Excerpts from a dataset:
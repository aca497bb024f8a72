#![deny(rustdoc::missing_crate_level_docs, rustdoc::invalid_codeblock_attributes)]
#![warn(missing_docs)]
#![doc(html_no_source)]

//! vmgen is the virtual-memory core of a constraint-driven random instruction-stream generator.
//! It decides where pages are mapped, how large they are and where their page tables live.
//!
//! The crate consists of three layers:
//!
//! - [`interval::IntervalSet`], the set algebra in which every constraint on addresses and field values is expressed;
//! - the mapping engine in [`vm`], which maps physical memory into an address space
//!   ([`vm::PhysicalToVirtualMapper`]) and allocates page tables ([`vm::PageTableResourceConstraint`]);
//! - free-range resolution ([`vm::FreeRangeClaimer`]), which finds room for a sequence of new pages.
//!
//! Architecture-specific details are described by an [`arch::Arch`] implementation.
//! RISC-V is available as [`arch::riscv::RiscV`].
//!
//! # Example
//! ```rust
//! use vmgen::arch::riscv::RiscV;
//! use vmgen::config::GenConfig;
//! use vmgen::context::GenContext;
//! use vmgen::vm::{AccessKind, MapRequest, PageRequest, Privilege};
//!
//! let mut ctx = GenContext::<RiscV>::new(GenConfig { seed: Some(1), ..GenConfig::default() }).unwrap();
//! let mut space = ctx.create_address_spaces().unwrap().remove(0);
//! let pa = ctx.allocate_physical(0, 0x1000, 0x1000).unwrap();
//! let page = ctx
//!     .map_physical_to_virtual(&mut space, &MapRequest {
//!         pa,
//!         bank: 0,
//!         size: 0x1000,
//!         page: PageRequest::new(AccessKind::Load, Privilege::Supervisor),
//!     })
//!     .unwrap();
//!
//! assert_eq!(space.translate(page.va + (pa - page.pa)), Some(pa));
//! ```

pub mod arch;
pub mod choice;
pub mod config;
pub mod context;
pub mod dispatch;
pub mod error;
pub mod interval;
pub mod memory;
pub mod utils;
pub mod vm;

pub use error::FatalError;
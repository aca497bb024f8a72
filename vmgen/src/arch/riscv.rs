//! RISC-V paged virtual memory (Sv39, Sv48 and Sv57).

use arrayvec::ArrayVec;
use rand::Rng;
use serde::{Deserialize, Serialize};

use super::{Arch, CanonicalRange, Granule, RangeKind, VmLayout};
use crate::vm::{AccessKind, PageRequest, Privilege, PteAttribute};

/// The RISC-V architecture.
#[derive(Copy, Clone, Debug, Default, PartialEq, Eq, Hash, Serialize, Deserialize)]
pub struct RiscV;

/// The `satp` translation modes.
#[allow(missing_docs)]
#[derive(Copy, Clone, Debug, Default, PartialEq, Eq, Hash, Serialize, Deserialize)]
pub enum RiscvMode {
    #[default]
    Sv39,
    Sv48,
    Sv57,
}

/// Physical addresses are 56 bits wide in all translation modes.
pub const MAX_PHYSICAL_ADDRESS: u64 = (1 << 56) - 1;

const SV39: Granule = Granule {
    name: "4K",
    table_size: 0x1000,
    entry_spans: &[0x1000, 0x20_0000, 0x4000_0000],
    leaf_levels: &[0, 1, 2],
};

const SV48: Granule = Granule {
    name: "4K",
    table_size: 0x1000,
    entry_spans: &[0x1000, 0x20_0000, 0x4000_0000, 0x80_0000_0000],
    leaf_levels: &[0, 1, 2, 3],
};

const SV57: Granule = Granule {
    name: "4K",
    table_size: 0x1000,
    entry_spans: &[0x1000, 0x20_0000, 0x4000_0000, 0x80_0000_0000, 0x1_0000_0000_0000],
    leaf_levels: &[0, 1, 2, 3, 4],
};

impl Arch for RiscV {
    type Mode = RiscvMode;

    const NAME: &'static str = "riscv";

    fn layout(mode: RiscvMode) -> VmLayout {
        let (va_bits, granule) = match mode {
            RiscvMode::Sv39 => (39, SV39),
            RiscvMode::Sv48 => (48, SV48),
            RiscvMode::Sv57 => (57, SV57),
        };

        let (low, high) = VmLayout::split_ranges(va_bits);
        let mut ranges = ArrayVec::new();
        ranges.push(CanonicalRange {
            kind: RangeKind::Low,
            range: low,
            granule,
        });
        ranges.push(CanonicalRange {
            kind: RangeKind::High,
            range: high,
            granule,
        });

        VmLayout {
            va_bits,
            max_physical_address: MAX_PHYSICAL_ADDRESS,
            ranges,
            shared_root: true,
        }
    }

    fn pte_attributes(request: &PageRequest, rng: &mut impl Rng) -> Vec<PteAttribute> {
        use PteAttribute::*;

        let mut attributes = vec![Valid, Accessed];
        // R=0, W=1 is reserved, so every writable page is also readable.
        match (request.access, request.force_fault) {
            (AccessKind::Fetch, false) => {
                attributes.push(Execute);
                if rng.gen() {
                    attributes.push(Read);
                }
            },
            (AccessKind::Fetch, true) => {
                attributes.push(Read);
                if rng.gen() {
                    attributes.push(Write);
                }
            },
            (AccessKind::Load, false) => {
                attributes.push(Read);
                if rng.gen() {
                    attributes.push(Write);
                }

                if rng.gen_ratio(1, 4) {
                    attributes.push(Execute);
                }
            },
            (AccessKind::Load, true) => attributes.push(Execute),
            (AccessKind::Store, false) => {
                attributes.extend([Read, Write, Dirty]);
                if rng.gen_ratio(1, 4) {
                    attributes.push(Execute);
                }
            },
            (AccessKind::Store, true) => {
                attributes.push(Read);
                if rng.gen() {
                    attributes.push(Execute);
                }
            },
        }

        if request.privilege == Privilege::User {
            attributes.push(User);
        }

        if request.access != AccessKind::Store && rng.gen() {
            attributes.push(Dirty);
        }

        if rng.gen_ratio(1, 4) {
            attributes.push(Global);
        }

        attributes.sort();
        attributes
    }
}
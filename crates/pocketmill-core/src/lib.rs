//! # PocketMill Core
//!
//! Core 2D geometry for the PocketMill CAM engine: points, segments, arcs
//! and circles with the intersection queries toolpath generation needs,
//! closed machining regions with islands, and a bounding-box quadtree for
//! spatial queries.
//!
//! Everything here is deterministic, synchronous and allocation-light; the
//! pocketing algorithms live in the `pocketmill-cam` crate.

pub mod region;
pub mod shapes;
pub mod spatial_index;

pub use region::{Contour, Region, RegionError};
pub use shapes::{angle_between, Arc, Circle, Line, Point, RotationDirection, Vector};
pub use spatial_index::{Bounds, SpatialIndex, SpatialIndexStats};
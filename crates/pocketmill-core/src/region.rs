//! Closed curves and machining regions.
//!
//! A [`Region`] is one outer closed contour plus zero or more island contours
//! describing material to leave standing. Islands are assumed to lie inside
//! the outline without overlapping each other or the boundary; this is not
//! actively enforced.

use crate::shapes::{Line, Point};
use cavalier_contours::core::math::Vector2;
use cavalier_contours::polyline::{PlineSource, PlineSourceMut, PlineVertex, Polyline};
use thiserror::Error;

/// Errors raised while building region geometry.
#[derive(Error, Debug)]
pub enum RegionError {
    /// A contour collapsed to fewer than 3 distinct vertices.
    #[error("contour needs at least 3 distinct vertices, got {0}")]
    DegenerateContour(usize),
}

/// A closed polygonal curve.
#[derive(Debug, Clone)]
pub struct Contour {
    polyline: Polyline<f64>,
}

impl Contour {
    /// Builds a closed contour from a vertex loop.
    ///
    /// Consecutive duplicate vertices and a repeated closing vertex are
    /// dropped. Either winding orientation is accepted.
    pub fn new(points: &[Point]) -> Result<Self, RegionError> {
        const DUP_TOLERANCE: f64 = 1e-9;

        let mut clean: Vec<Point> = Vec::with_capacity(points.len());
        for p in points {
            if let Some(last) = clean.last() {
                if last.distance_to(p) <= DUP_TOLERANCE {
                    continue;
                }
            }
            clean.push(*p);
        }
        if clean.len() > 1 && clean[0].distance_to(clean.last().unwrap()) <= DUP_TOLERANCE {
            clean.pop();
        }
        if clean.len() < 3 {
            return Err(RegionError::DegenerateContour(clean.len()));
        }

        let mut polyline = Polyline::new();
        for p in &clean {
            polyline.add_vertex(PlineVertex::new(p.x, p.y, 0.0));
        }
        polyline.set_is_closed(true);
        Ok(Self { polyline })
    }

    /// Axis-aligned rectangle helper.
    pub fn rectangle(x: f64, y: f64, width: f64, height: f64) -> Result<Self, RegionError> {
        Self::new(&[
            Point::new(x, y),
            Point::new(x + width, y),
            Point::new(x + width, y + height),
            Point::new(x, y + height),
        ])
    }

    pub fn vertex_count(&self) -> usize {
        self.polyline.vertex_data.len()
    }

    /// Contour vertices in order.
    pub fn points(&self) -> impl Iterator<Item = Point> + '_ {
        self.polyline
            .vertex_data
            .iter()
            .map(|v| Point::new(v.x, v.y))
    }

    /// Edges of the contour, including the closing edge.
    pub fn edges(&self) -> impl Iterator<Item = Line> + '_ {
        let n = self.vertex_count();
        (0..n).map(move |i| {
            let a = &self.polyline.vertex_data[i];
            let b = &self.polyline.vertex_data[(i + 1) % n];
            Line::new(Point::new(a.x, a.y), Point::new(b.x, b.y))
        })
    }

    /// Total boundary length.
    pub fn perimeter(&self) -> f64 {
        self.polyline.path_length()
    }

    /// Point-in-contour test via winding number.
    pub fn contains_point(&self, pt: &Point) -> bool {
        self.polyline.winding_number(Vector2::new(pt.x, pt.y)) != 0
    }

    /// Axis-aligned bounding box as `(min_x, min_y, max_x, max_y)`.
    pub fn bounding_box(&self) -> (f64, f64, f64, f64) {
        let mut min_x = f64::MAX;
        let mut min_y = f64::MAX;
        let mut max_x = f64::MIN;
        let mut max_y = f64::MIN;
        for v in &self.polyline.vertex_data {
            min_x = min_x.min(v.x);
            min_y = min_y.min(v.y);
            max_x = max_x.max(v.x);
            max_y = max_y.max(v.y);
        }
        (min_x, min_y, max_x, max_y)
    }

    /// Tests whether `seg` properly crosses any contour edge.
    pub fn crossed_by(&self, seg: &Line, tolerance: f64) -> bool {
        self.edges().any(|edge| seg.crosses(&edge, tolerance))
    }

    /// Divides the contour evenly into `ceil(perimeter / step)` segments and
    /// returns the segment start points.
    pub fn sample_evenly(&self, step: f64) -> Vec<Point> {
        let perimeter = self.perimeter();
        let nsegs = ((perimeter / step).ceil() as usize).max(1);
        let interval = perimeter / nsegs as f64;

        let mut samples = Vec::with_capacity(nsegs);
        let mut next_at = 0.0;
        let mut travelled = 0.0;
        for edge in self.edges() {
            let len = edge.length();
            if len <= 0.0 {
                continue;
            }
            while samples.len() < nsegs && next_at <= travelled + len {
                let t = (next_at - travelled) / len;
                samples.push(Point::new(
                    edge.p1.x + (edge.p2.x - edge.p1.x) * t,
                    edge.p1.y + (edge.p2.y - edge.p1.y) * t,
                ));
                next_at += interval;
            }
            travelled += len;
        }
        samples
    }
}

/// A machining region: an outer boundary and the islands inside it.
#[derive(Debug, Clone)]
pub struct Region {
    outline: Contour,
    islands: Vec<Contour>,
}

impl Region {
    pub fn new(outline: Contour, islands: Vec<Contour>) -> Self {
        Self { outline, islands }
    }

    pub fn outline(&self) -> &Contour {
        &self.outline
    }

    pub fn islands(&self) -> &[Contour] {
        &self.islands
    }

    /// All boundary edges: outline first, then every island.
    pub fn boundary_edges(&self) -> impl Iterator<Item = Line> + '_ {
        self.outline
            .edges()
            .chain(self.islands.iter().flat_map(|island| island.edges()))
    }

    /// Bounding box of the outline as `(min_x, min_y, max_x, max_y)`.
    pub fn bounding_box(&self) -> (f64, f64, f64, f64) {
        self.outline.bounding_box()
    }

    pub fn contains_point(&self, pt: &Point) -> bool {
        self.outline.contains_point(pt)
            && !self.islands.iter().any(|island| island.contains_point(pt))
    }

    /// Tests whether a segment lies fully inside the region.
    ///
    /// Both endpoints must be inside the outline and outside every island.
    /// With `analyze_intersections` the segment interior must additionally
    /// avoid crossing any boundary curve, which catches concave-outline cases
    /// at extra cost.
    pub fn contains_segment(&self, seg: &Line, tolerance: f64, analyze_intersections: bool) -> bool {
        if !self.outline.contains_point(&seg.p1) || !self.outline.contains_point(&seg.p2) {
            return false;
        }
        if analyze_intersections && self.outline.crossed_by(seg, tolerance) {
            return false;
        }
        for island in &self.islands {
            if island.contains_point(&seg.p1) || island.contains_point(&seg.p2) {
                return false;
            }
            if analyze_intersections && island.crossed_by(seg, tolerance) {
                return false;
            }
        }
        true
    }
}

* [TASK TO CARRY OUT]: Begin at the first line of the entries above and copy every line exactly, ending with the line that contains "an address space".

* [TASK ANSWER]:
repository aca497bb024f8a72
#![deny(rustdoc::missing_crate_level_docs, rustdoc::invalid_codeblock_attributes)]
#![warn(missing_docs)]
#![doc(html_no_source)]

//! vmgen is the virtual-memory core of a constraint-driven random instruction-stream generator.
//! It decides where pages are mapped, how large they are and where their page tables live.
//!
//! The crate consists of three layers:
//!
//! - [`interval::IntervalSet`], the set algebra in which every constraint on addresses and field values is expressed;
//! - the mapping engine in [`vm`], which maps physical memory into an address space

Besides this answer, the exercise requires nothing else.